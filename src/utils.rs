/// Takes a list where each element is a set of choices, and returns every way
/// of picking one element from each set, with the first set varying slowest.
/// Will clone the elements. An empty list has exactly one (empty) combination.
///
/// ```
/// let v = vec![
///   vec![1],
///   vec![2, 3],
///   vec![4, 5],
/// ];
///
/// assert_eq!(gpsrgen::utils::combinations(&v), vec![
///   vec![1, 2, 4],
///   vec![1, 2, 5],
///   vec![1, 3, 4],
///   vec![1, 3, 5],
/// ]);
/// ```
pub fn combinations<T>(list: &[Vec<T>]) -> Vec<Vec<T>>
where
  T: Clone,
{
  list.iter().fold(vec![Vec::new()], |prefixes, choices| {
    prefixes
      .iter()
      .flat_map(|prefix| {
        // extend every prefix so far with each choice from this set
        choices.iter().map(move |c| {
          let mut seq = prefix.clone();
          seq.push(c.clone());
          seq
        })
      })
      .collect()
  })
}

#[test]
fn test_combinations_with_empty_set() {
  let v: Vec<Vec<u8>> = vec![vec![1, 2], vec![]];
  assert!(combinations(&v).is_empty());

  let none: Vec<Vec<u8>> = Vec::new();
  assert_eq!(combinations(&none), vec![Vec::<u8>::new()]);
}
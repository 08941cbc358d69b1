use std::collections::HashSet;
use std::fmt;

use crate::rules::Symbol;

/// A typed hole, resolved against the knowledge base during grounding.
/// Wildcards sharing a name but carrying different ids must be filled by
/// different values. A wildcard without an id is unconstrained.
#[derive(Debug, Clone, PartialEq, Eq, Hash)]
pub struct Wildcard {
  pub name: String,
  pub id: Option<String>,
}

impl Wildcard {
  pub fn new(name: impl Into<String>) -> Self {
    Self {
      name: name.into(),
      id: None,
    }
  }

  pub fn with_id(name: impl Into<String>, id: impl Into<String>) -> Self {
    let id = id.into();
    Self {
      name: name.into(),
      id: if id.is_empty() { None } else { Some(id) },
    }
  }

  pub fn is_free(&self) -> bool {
    self.id.is_none()
  }
}

impl fmt::Display for Wildcard {
  fn fmt(&self, f: &mut fmt::Formatter<'_>) -> fmt::Result {
    match &self.id {
      Some(id) => write!(f, "{{{} {}}}", self.name, id),
      None => write!(f, "{{{}}}", self.name),
    }
  }
}

#[derive(Debug, Clone, PartialEq, Eq, Hash)]
pub enum Label {
  /// A run of items, rendered space separated
  Sequence,
  /// Shorthand: exactly one of the children
  Choice,
  /// Shorthand: the children, or nothing
  Optional,
  /// A semantic form applied to its children, `name(a, b)`
  Apply(String),
}

impl Label {
  pub fn is_shorthand(&self) -> bool {
    matches!(self, Self::Choice | Self::Optional)
  }
}

#[derive(Debug, Clone, PartialEq, Eq, Hash)]
pub enum Leaf {
  Word(String),
  Nonterminal(Symbol),
  Wildcard(Wildcard),
}

impl Leaf {
  /// Nonterminals and wildcards both still need filling in
  pub fn is_placeholder(&self) -> bool {
    !matches!(self, Self::Word(_))
  }
}

impl fmt::Display for Leaf {
  fn fmt(&self, f: &mut fmt::Formatter<'_>) -> fmt::Result {
    match self {
      Self::Word(w) => write!(f, "{}", w),
      Self::Nonterminal(s) => write!(f, "{}", s),
      Self::Wildcard(w) => write!(f, "{}", w),
    }
  }
}

/// The structure shared by grammar productions, semantic annotations, and
/// their grounded instances.
#[derive(Debug, Clone, PartialEq, Eq, Hash)]
pub enum Tree {
  Branch(Label, Vec<Tree>),
  Leaf(Leaf),
}

impl Tree {
  pub fn word(w: impl Into<String>) -> Self {
    Self::Leaf(Leaf::Word(w.into()))
  }

  pub fn nonterminal(name: impl Into<String>) -> Self {
    Self::Leaf(Leaf::Nonterminal(Symbol::new(name.into())))
  }

  pub fn wildcard(w: Wildcard) -> Self {
    Self::Leaf(Leaf::Wildcard(w))
  }

  pub fn sequence(children: Vec<Tree>) -> Self {
    Self::Branch(Label::Sequence, children)
  }

  pub fn is_leaf(&self) -> bool {
    matches!(self, Self::Leaf(_))
  }

  pub fn get_branch(&self) -> Option<(&Label, &Vec<Tree>)> {
    match self {
      Self::Branch(l, cs) => Some((l, cs)),
      _ => None,
    }
  }

  /// A branch with nothing under it, which is what blank and comment lines
  /// parse to
  pub fn is_empty(&self) -> bool {
    match self {
      Self::Branch(_, children) => children.is_empty(),
      Self::Leaf(_) => false,
    }
  }

  /// Leaves in pre-order, left to right
  pub fn leaves(&self) -> Leaves<'_> {
    Leaves { stack: vec![self] }
  }

  /// Wildcards in traversal order. Repeated occurrences are yielded each time.
  pub fn wildcards(&self) -> impl Iterator<Item = &Wildcard> {
    self.leaves().filter_map(|l| match l {
      Leaf::Wildcard(w) => Some(w),
      _ => None,
    })
  }

  pub fn placeholders(&self) -> HashSet<&Leaf> {
    self.leaves().filter(|l| l.is_placeholder()).collect()
  }

  pub fn has_placeholders(&self) -> bool {
    self.leaves().any(|l| l.is_placeholder())
  }

  pub fn has_shorthand(&self) -> bool {
    match self {
      Self::Leaf(_) => false,
      Self::Branch(label, children) => {
        label.is_shorthand() || children.iter().any(|c| c.has_shorthand())
      }
    }
  }

  /// Returns a copy with every occurrence of `target` replaced by `value`
  pub fn substitute(&self, target: &Wildcard, value: &str) -> Self {
    match self {
      Self::Leaf(Leaf::Wildcard(w)) if w == target => Self::word(value),
      Self::Leaf(_) => self.clone(),
      Self::Branch(label, children) => Self::Branch(
        label.clone(),
        children.iter().map(|c| c.substitute(target, value)).collect(),
      ),
    }
  }
}

pub struct Leaves<'a> {
  stack: Vec<&'a Tree>,
}

impl<'a> Iterator for Leaves<'a> {
  type Item = &'a Leaf;

  fn next(&mut self) -> Option<Self::Item> {
    while let Some(tree) = self.stack.pop() {
      match tree {
        Tree::Leaf(leaf) => return Some(leaf),
        Tree::Branch(_, children) => self.stack.extend(children.iter().rev()),
      }
    }
    None
  }
}

fn write_joined(f: &mut fmt::Formatter<'_>, ts: &[Tree], sep: &str) -> fmt::Result {
  for (idx, t) in ts.iter().enumerate() {
    if idx > 0 {
      write!(f, "{}", sep)?;
    }
    write!(f, "{}", t)?;
  }
  Ok(())
}

impl fmt::Display for Tree {
  fn fmt(&self, f: &mut fmt::Formatter<'_>) -> fmt::Result {
    match self {
      Self::Leaf(l) => write!(f, "{}", l),
      Self::Branch(Label::Sequence, ts) => write_joined(f, ts, " "),
      Self::Branch(Label::Choice, ts) => {
        write!(f, "(")?;
        write_joined(f, ts, " | ")?;
        write!(f, ")")
      }
      Self::Branch(Label::Optional, ts) => {
        write!(f, "[")?;
        write_joined(f, ts, " ")?;
        write!(f, "]")
      }
      Self::Branch(Label::Apply(name), ts) => {
        write!(f, "{}(", name)?;
        write_joined(f, ts, ", ")?;
        write!(f, ")")
      }
    }
  }
}
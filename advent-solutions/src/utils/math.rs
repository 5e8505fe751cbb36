//! Integer helpers.

pub fn gcd(mut a: u64, mut b: u64) -> u64 {
    while b != 0 {
        (a, b) = (b, a % b);
    }
    a
}

/// Least common multiple; `lcm(0, n)` is 0.
pub fn lcm(a: u64, b: u64) -> u64 {
    if a == 0 || b == 0 {
        return 0;
    }
    a / gcd(a, b) * b
}

#[cfg(test)]
mod tests {
    use super::*;
    use proptest::prelude::*;

    #[test]
    fn test_known_values() {
        assert_eq!(gcd(12, 18), 6);
        assert_eq!(gcd(0, 7), 7);
        assert_eq!(lcm(4, 6), 12);
        assert_eq!(lcm(0, 6), 0);
        assert_eq!([2, 3, 4, 5].into_iter().fold(1, lcm), 60);
    }

    proptest! {
        #[test]
        fn prop_gcd_lcm_product(a in 1u64..100_000, b in 1u64..100_000) {
            let g = gcd(a, b);
            prop_assert_eq!(a % g, 0);
            prop_assert_eq!(b % g, 0);
            prop_assert_eq!(g * lcm(a, b), a * b);
        }
    }
}
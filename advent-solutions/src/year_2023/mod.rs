//! 2023 puzzles

pub mod day_1;
pub mod day_2;
pub mod day_3;
pub mod day_4;
pub mod day_5;
pub mod day_6;
pub mod day_7;
pub mod day_8;
pub mod day_9;
pub mod day_10;
pub mod day_11;
pub mod day_12;
pub mod day_13;
pub mod day_14;
pub mod day_15;
pub mod day_16;
pub mod day_17;
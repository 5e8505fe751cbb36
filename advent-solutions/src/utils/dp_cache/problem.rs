//! Trait-based DP problem definition.

use std::marker::PhantomData;

/// Dependency structure and computation of a dynamic programming problem.
///
/// # Type Parameters
///
/// - `I`: Index type for the DP cache
/// - `K`: Value type stored in the cache
///
/// # Example
///
/// ```rust
/// use advent_solutions::utils::dp_cache::{DpCache, DpProblem, VecBackend};
///
/// struct Fibonacci;
///
/// impl DpProblem<usize, u64> for Fibonacci {
///     fn deps(&self, n: &usize) -> Vec<usize> {
///         if *n <= 1 { vec![] } else { vec![n - 1, n - 2] }
///     }
///
///     fn compute(&self, n: &usize, deps: Vec<u64>) -> u64 {
///         if *n <= 1 { *n as u64 } else { deps[0] + deps[1] }
///     }
/// }
///
/// let cache = DpCache::new(VecBackend::new(), Fibonacci);
/// assert_eq!(cache.get(&10), 55);
/// ```
pub trait DpProblem<I, K> {
    /// Indices this index depends on; empty for base cases.
    fn deps(&self, index: &I) -> Vec<I>;

    /// Computes the value for `index` from its resolved dependencies, given in
    /// the order `deps` returned them.
    fn compute(&self, index: &I, deps: Vec<K>) -> K;
}

/// Adapts a pair of closures to [`DpProblem`].
pub struct ClosureProblem<I, K, D, C>
where
    D: Fn(&I) -> Vec<I>,
    C: Fn(&I, Vec<K>) -> K,
{
    dep_fn: D,
    compute_fn: C,
    _phantom: PhantomData<fn(&I, Vec<K>) -> K>,
}

impl<I, K, D, C> ClosureProblem<I, K, D, C>
where
    D: Fn(&I) -> Vec<I>,
    C: Fn(&I, Vec<K>) -> K,
{
    pub fn new(dep_fn: D, compute_fn: C) -> Self {
        Self {
            dep_fn,
            compute_fn,
            _phantom: PhantomData,
        }
    }
}

impl<I, K, D, C> DpProblem<I, K> for ClosureProblem<I, K, D, C>
where
    D: Fn(&I) -> Vec<I>,
    C: Fn(&I, Vec<K>) -> K,
{
    fn deps(&self, index: &I) -> Vec<I> {
        (self.dep_fn)(index)
    }

    fn compute(&self, index: &I, deps: Vec<K>) -> K {
        (self.compute_fn)(index, deps)
    }
}
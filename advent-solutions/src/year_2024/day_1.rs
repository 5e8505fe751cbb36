//! Historian hysteria: reconciling two lists of location ids.

use std::collections::HashMap;

use anyhow::Context;

use advent_solver::{AutoRegister, ParseError, PartSolver, PuzzleParser, PuzzleSolver, SolveError};

use crate::utils::parsing::parse_lines;

#[derive(PuzzleSolver, AutoRegister)]
#[solver(parts = 2)]
#[puzzle(year = 2024, day = 1, tags = ["2024", "parsing"])]
pub struct Solver;

pub struct Lists {
    left: Vec<u64>,
    right: Vec<u64>,
}

impl PuzzleParser for Solver {
    type Input<'a> = Lists;

    fn parse(input: &str) -> Result<Self::Input<'_>, ParseError> {
        let pairs = parse_lines(input, |line| {
            let mut ids = line.split_whitespace().map(|n| {
                n.parse::<u64>()
                    .with_context(|| format!("bad location id {n:?}"))
            });
            match (ids.next(), ids.next(), ids.next()) {
                (Some(l), Some(r), None) => Ok((l?, r?)),
                _ => anyhow::bail!("expected two ids"),
            }
        })?;
        let (mut left, mut right): (Vec<u64>, Vec<u64>) = pairs.into_iter().unzip();
        left.sort_unstable();
        right.sort_unstable();
        Ok(Lists { left, right })
    }
}

impl PartSolver<1> for Solver {
    fn solve(input: &mut Self::Input<'_>) -> Result<String, SolveError> {
        let distance: u64 = input
            .left
            .iter()
            .zip(&input.right)
            .map(|(l, r)| l.abs_diff(*r))
            .sum();
        Ok(distance.to_string())
    }
}

impl PartSolver<2> for Solver {
    fn solve(input: &mut Self::Input<'_>) -> Result<String, SolveError> {
        let mut counts: HashMap<u64, u64> = HashMap::new();
        for &id in &input.right {
            *counts.entry(id).or_default() += 1;
        }
        let similarity: u64 = input
            .left
            .iter()
            .map(|id| id * counts.get(id).copied().unwrap_or(0))
            .sum();
        Ok(similarity.to_string())
    }
}

#[cfg(test)]
mod tests {
    use super::*;
    use crate::utils::testing::solve;

    const EXAMPLE: &str = "\
3   4
4   3
2   5
1   3
3   9
3   3
";

    #[test]
    fn test_part1_example() {
        assert_eq!(solve::<Solver>(EXAMPLE, 1), "11");
    }

    #[test]
    fn test_part2_example() {
        assert_eq!(solve::<Solver>(EXAMPLE, 2), "31");
    }

    #[test]
    fn test_rejects_odd_lines() {
        assert!(Solver::parse("1 2\n3").is_err());
        assert!(Solver::parse("1 2 3").is_err());
    }
}
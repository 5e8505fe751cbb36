//! Lens library: the HASH algorithm and the HASHMAP procedure built on it.

use anyhow::{Context, bail};

use advent_solver::{AutoRegister, ParseError, PartSolver, PuzzleParser, PuzzleSolver, SolveError};

#[derive(PuzzleSolver, AutoRegister)]
#[solver(parts = 2)]
#[puzzle(year = 2023, day = 15, tags = ["2023", "parsing"])]
pub struct Solver;

fn hash(text: &str) -> usize {
    text.bytes()
        .fold(0, |acc, b| (acc + b as usize) * 17 % 256)
}

#[derive(Debug, Clone, Copy, PartialEq, Eq)]
enum Operation {
    Remove,
    Insert(u8),
}

#[derive(Debug)]
pub struct Step<'a> {
    raw: &'a str,
    label: &'a str,
    op: Operation,
}

impl<'a> Step<'a> {
    fn parse(raw: &'a str) -> anyhow::Result<Self> {
        let (label, op) = if let Some(label) = raw.strip_suffix('-') {
            (label, Operation::Remove)
        } else if let Some((label, focal)) = raw.split_once('=') {
            let focal = focal
                .parse()
                .with_context(|| format!("bad focal length in {raw:?}"))?;
            (label, Operation::Insert(focal))
        } else {
            bail!("step {raw:?} is neither a removal nor an insertion");
        };
        Ok(Self { raw, label, op })
    }
}

impl PuzzleParser for Solver {
    type Input<'a> = Vec<Step<'a>>;

    fn parse(input: &str) -> Result<Self::Input<'_>, ParseError> {
        let steps = input
            .trim()
            .split(',')
            .map(str::trim)
            .filter(|s| !s.is_empty())
            .map(|s| Step::parse(s).map_err(|e| ParseError::invalid(format!("{e:#}"))))
            .collect::<Result<Vec<_>, _>>()?;
        if steps.is_empty() {
            return Err(ParseError::missing("no initialization steps"));
        }
        Ok(steps)
    }
}

impl PartSolver<1> for Solver {
    fn solve(input: &mut Self::Input<'_>) -> Result<String, SolveError> {
        Ok(input.iter().map(|s| hash(s.raw)).sum::<usize>().to_string())
    }
}

impl PartSolver<2> for Solver {
    fn solve(input: &mut Self::Input<'_>) -> Result<String, SolveError> {
        let mut boxes: Vec<Vec<(&str, u8)>> = vec![Vec::new(); 256];
        for step in input.iter() {
            let lenses = &mut boxes[hash(step.label)];
            let slot = lenses.iter().position(|(label, _)| *label == step.label);
            match (step.op, slot) {
                (Operation::Remove, Some(i)) => {
                    lenses.remove(i);
                }
                (Operation::Remove, None) => {}
                (Operation::Insert(focal), Some(i)) => lenses[i].1 = focal,
                (Operation::Insert(focal), None) => lenses.push((step.label, focal)),
            }
        }

        let power: usize = boxes
            .iter()
            .enumerate()
            .flat_map(|(b, lenses)| {
                lenses
                    .iter()
                    .enumerate()
                    .map(move |(slot, &(_, focal))| (b + 1) * (slot + 1) * focal as usize)
            })
            .sum();
        Ok(power.to_string())
    }
}
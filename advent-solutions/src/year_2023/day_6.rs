//! Boat races: how long to hold the button to beat each record.

use advent_solver::{AutoRegister, ParseError, PartSolver, PuzzleParser, PuzzleSolver, SolveError};

use crate::utils::parsing::numbers;

#[derive(PuzzleSolver, AutoRegister)]
#[solver(parts = 2)]
#[puzzle(year = 2023, day = 6, tags = ["2023", "math"])]
pub struct Solver;

pub struct Races<'a> {
    times: &'a str,
    distances: &'a str,
}

fn field<'a>(line: Option<&'a str>, name: &str) -> Result<&'a str, ParseError> {
    line.and_then(|l| l.trim().strip_prefix(name))
        .ok_or_else(|| ParseError::missing(format!("{name} line")))
}

/// Hold durations `h` in `0..=time` with `h * (time - h) > record`.
///
/// The winning holds lie strictly between the roots of `h^2 - time*h + record`,
/// the float estimate is nudged onto the exact integer bounds.
fn ways_to_win(time: u64, record: u64) -> u64 {
    let beats = |h: u64| h <= time && h as u128 * (time - h) as u128 > record as u128;

    let (t, r) = (time as f64, record as f64);
    let disc = t * t - 4.0 * r;
    if disc < 0.0 {
        return 0;
    }
    let mid = time / 2;
    if !beats(mid) {
        return 0;
    }

    let mut low = ((t - disc.sqrt()) / 2.0).floor().max(0.0) as u64;
    while low > 0 && beats(low - 1) {
        low -= 1;
    }
    while !beats(low) {
        low += 1;
    }
    // holds are symmetric around time / 2
    let high = time - low;
    high - low + 1
}

fn concat_digits(text: &str) -> Result<u64, ParseError> {
    text.chars()
        .filter(|c| !c.is_whitespace())
        .collect::<String>()
        .parse()
        .map_err(|e| ParseError::invalid(format!("{text:?}: {e}")))
}

impl PuzzleParser for Solver {
    type Input<'a> = Races<'a>;

    fn parse(input: &str) -> Result<Self::Input<'_>, ParseError> {
        let mut lines = input.lines().filter(|l| !l.trim().is_empty());
        let times = field(lines.next(), "Time:")?;
        let distances = field(lines.next(), "Distance:")?;
        Ok(Races { times, distances })
    }
}

impl PartSolver<1> for Solver {
    fn solve(input: &mut Self::Input<'_>) -> Result<String, SolveError> {
        let parse = |text| numbers::<u64>(text).map_err(|e| SolveError::SolveFailed(e.into()));
        let times = parse(input.times)?;
        let distances = parse(input.distances)?;
        if times.len() != distances.len() {
            return Err(SolveError::failed("time and distance counts differ"));
        }

        let product: u64 = times
            .iter()
            .zip(&distances)
            .map(|(&t, &d)| ways_to_win(t, d))
            .product();
        Ok(product.to_string())
    }
}

impl PartSolver<2> for Solver {
    fn solve(input: &mut Self::Input<'_>) -> Result<String, SolveError> {
        let time = concat_digits(input.times).map_err(|e| SolveError::SolveFailed(e.into()))?;
        let distance =
            concat_digits(input.distances).map_err(|e| SolveError::SolveFailed(e.into()))?;
        log::debug!("single race: time {time}, record {distance}");
        Ok(ways_to_win(time, distance).to_string())
    }
}
//! Result aggregator for ordering parallel solver results
//!
//! Buffers and orders results for streaming output using two min-heaps:
//! - One for expected keys (what we're waiting for)
//! - One for received results (buffered until their turn)

use crate::executor::{SolverResult, WorkItem};
use std::cmp::Reverse;
use std::collections::BinaryHeap;

/// Key for ordering results (year, day, part) - ordered ascending
#[derive(Debug, Ord, PartialOrd, Eq, PartialEq, Clone, Copy)]
pub struct ResultKey {
    pub year: u16,
    pub day: u8,
    pub part: u8,
}

impl ResultKey {
    /// One key per requested part of each work item
    pub fn expected(work_items: &[WorkItem]) -> Vec<ResultKey> {
        work_items
            .iter()
            .flat_map(|w| {
                w.parts.clone().map(move |part| ResultKey {
                    year: w.year,
                    day: w.day,
                    part,
                })
            })
            .collect()
    }
}

impl From<&SolverResult> for ResultKey {
    fn from(r: &SolverResult) -> Self {
        Self {
            year: r.year,
            day: r.day,
            part: r.part,
        }
    }
}

/// Wrapper for min-heap ordering of SolverResult
struct OrderedResult(SolverResult);

impl Ord for OrderedResult {
    fn cmp(&self, other: &Self) -> std::cmp::Ordering {
        // reversed so the heap pops the smallest key first
        ResultKey::from(&other.0).cmp(&ResultKey::from(&self.0))
    }
}

impl PartialOrd for OrderedResult {
    fn partial_cmp(&self, other: &Self) -> Option<std::cmp::Ordering> {
        Some(self.cmp(other))
    }
}

impl Eq for OrderedResult {}

impl PartialEq for OrderedResult {
    fn eq(&self, other: &Self) -> bool {
        ResultKey::from(&self.0) == ResultKey::from(&other.0)
    }
}

/// Aggregator that buffers results and emits them in sorted order
pub struct ResultAggregator {
    /// Min-heap of expected keys (next to output is at top)
    expected: BinaryHeap<Reverse<ResultKey>>,
    /// Min-heap of received results waiting to be output
    pending: BinaryHeap<OrderedResult>,
}

impl ResultAggregator {
    /// Create aggregator from list of expected keys
    pub fn new(expected_keys: Vec<ResultKey>) -> Self {
        Self {
            expected: expected_keys.into_iter().map(Reverse).collect(),
            pending: BinaryHeap::new(),
        }
    }

    /// Add a result and return any results ready for output (in order)
    pub fn add(&mut self, result: SolverResult) -> Vec<SolverResult> {
        self.pending.push(OrderedResult(result));

        let mut ready = Vec::new();
        while let (Some(Reverse(next_expected)), Some(top_pending)) =
            (self.expected.peek(), self.pending.peek())
        {
            if ResultKey::from(&top_pending.0) != *next_expected {
                break;
            }
            self.expected.pop();
            if let Some(OrderedResult(result)) = self.pending.pop() {
                ready.push(result);
            }
        }
        ready
    }

    /// Drain remaining results in order (for final output)
    pub fn drain(&mut self) -> Vec<SolverResult> {
        let mut results: Vec<_> = self.pending.drain().map(|o| o.0).collect();
        results.sort_by_key(|r| ResultKey::from(r));
        results
    }

    /// Check if all expected results have been received
    pub fn is_complete(&self) -> bool {
        self.expected.is_empty()
    }

    /// Number of expected results not received yet
    pub fn outstanding(&self) -> usize {
        self.expected.len()
    }
}

#[cfg(test)]
mod tests {
    use super::*;
    use chrono::TimeDelta;
    use proptest::prelude::*;

    fn make_result(year: u16, day: u8, part: u8) -> SolverResult {
        SolverResult {
            year,
            day,
            part,
            answer: Ok(format!("{}_{}_{}", year, day, part)),
            solve_duration: TimeDelta::milliseconds(10),
            parse_duration: Some(TimeDelta::milliseconds(5)),
        }
    }

    fn key(year: u16, day: u8, part: u8) -> ResultKey {
        ResultKey { year, day, part }
    }

    #[test]
    fn test_expected_keys_from_work_items() {
        let items = vec![
            WorkItem {
                year: 2023,
                day: 1,
                parts: 1..=2,
            },
            WorkItem {
                year: 2024,
                day: 5,
                parts: 2..=2,
            },
        ];
        assert_eq!(
            ResultKey::expected(&items),
            vec![key(2023, 1, 1), key(2023, 1, 2), key(2024, 5, 2)]
        );
    }

    #[test]
    fn test_in_order_results() {
        let mut agg = ResultAggregator::new(vec![key(2023, 1, 1), key(2023, 1, 2)]);

        let ready = agg.add(make_result(2023, 1, 1));
        assert_eq!(ready.len(), 1);
        assert_eq!(ready[0].part, 1);

        let ready = agg.add(make_result(2023, 1, 2));
        assert_eq!(ready.len(), 1);
        assert_eq!(ready[0].part, 2);

        assert!(agg.is_complete());
    }

    #[test]
    fn test_out_of_order_results() {
        let mut agg =
            ResultAggregator::new(vec![key(2023, 1, 1), key(2023, 1, 2), key(2023, 2, 1)]);

        // part 2 before part 1
        assert!(agg.add(make_result(2023, 1, 2)).is_empty());
        assert!(agg.add(make_result(2023, 2, 1)).is_empty());
        assert_eq!(agg.outstanding(), 3);

        let ready = agg.add(make_result(2023, 1, 1));
        let keys: Vec<_> = ready.iter().map(ResultKey::from).collect();
        assert_eq!(keys, vec![key(2023, 1, 1), key(2023, 1, 2), key(2023, 2, 1)]);
        assert!(agg.is_complete());
    }

    #[test]
    fn test_drain_remaining() {
        let mut agg = ResultAggregator::new(vec![key(2023, 1, 1), key(2023, 1, 2)]);

        agg.add(make_result(2023, 1, 2));

        let remaining = agg.drain();
        assert_eq!(remaining.len(), 1);
        assert_eq!(remaining[0].part, 2);
        assert!(!agg.is_complete());
    }

    proptest! {
        #[test]
        fn prop_any_arrival_order_is_emitted_sorted(
            order in Just((0..12usize).collect::<Vec<_>>()).prop_shuffle()
        ) {
            let keys: Vec<_> = (0..12u8)
                .map(|i| key(2023 + u16::from(i / 6), i % 6 / 2 + 1, i % 2 + 1))
                .collect();
            let mut agg = ResultAggregator::new(keys.clone());

            let mut emitted = Vec::new();
            for i in order {
                let k = keys[i];
                emitted.extend(agg.add(make_result(k.year, k.day, k.part)).iter().map(ResultKey::from));
            }
            prop_assert!(agg.is_complete());
            prop_assert_eq!(emitted, keys);
        }
    }
}
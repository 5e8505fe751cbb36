//! Timed solver instances and their type-erased interface

use crate::error::{ParseError, SolveError};
use crate::solver::SolverExt;
use chrono::{DateTime, TimeDelta, Utc};

/// Answer to one part together with when it was computed
#[derive(Debug, Clone)]
pub struct SolveResult {
    /// The answer string
    pub answer: String,
    /// When solving started (UTC)
    pub solve_start: DateTime<Utc>,
    /// When solving completed (UTC)
    pub solve_end: DateTime<Utc>,
}

impl SolveResult {
    /// Time spent solving the part
    pub fn duration(&self) -> TimeDelta {
        self.solve_end - self.solve_start
    }
}

/// Parsed input of one puzzle plus the bookkeeping needed to run its parts.
pub struct SolverInstance<'a, S: SolverExt> {
    year: u16,
    day: u8,
    input: S::Input<'a>,
    parse_start: DateTime<Utc>,
    parse_end: DateTime<Utc>,
}

impl<'a, S: SolverExt> SolverInstance<'a, S> {
    /// Parse `input` and remember how long it took.
    pub fn new(year: u16, day: u8, input: &'a str) -> Result<Self, ParseError> {
        let parse_start = Utc::now();
        let input = S::parse(input)?;
        let parse_end = Utc::now();

        Ok(Self {
            year,
            day,
            input,
            parse_start,
            parse_end,
        })
    }
}

/// Object-safe view of a [`SolverInstance`], so the registry and the runner
/// can hold solvers of unrelated types side by side.
///
/// ```no_run
/// use advent_solver::DynSolver;
///
/// fn run(mut solver: Box<dyn DynSolver>) -> Result<(), Box<dyn std::error::Error>> {
///     for part in 1..=solver.parts() {
///         let result = solver.solve(part)?;
///         println!("{}/{:02} part {part}: {}", solver.year(), solver.day(), result.answer);
///     }
///     Ok(())
/// }
/// ```
pub trait DynSolver {
    /// Solve one part, timing it
    fn solve(&mut self, part: u8) -> Result<SolveResult, SolveError>;

    /// When parsing started (UTC)
    fn parse_start(&self) -> DateTime<Utc>;

    /// When parsing completed (UTC)
    fn parse_end(&self) -> DateTime<Utc>;

    /// Puzzle year
    fn year(&self) -> u16;

    /// Puzzle day
    fn day(&self) -> u8;

    /// Number of parts the puzzle has
    fn parts(&self) -> u8;

    /// Time spent parsing
    fn parse_duration(&self) -> TimeDelta {
        self.parse_end() - self.parse_start()
    }
}

impl<S: SolverExt> DynSolver for SolverInstance<'_, S> {
    fn solve(&mut self, part: u8) -> Result<SolveResult, SolveError> {
        let solve_start = Utc::now();
        let answer = S::solve_part_checked(&mut self.input, part)?;
        let solve_end = Utc::now();

        Ok(SolveResult {
            answer,
            solve_start,
            solve_end,
        })
    }

    fn parse_start(&self) -> DateTime<Utc> {
        self.parse_start
    }

    fn parse_end(&self) -> DateTime<Utc> {
        self.parse_end
    }

    fn year(&self) -> u16 {
        self.year
    }

    fn day(&self) -> u8 {
        self.day
    }

    fn parts(&self) -> u8 {
        S::PARTS
    }
}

——————————

### What the task requires
Within the records, tally every line that contains the word "output". Only the resulting number should be given.

### Solution to this task
5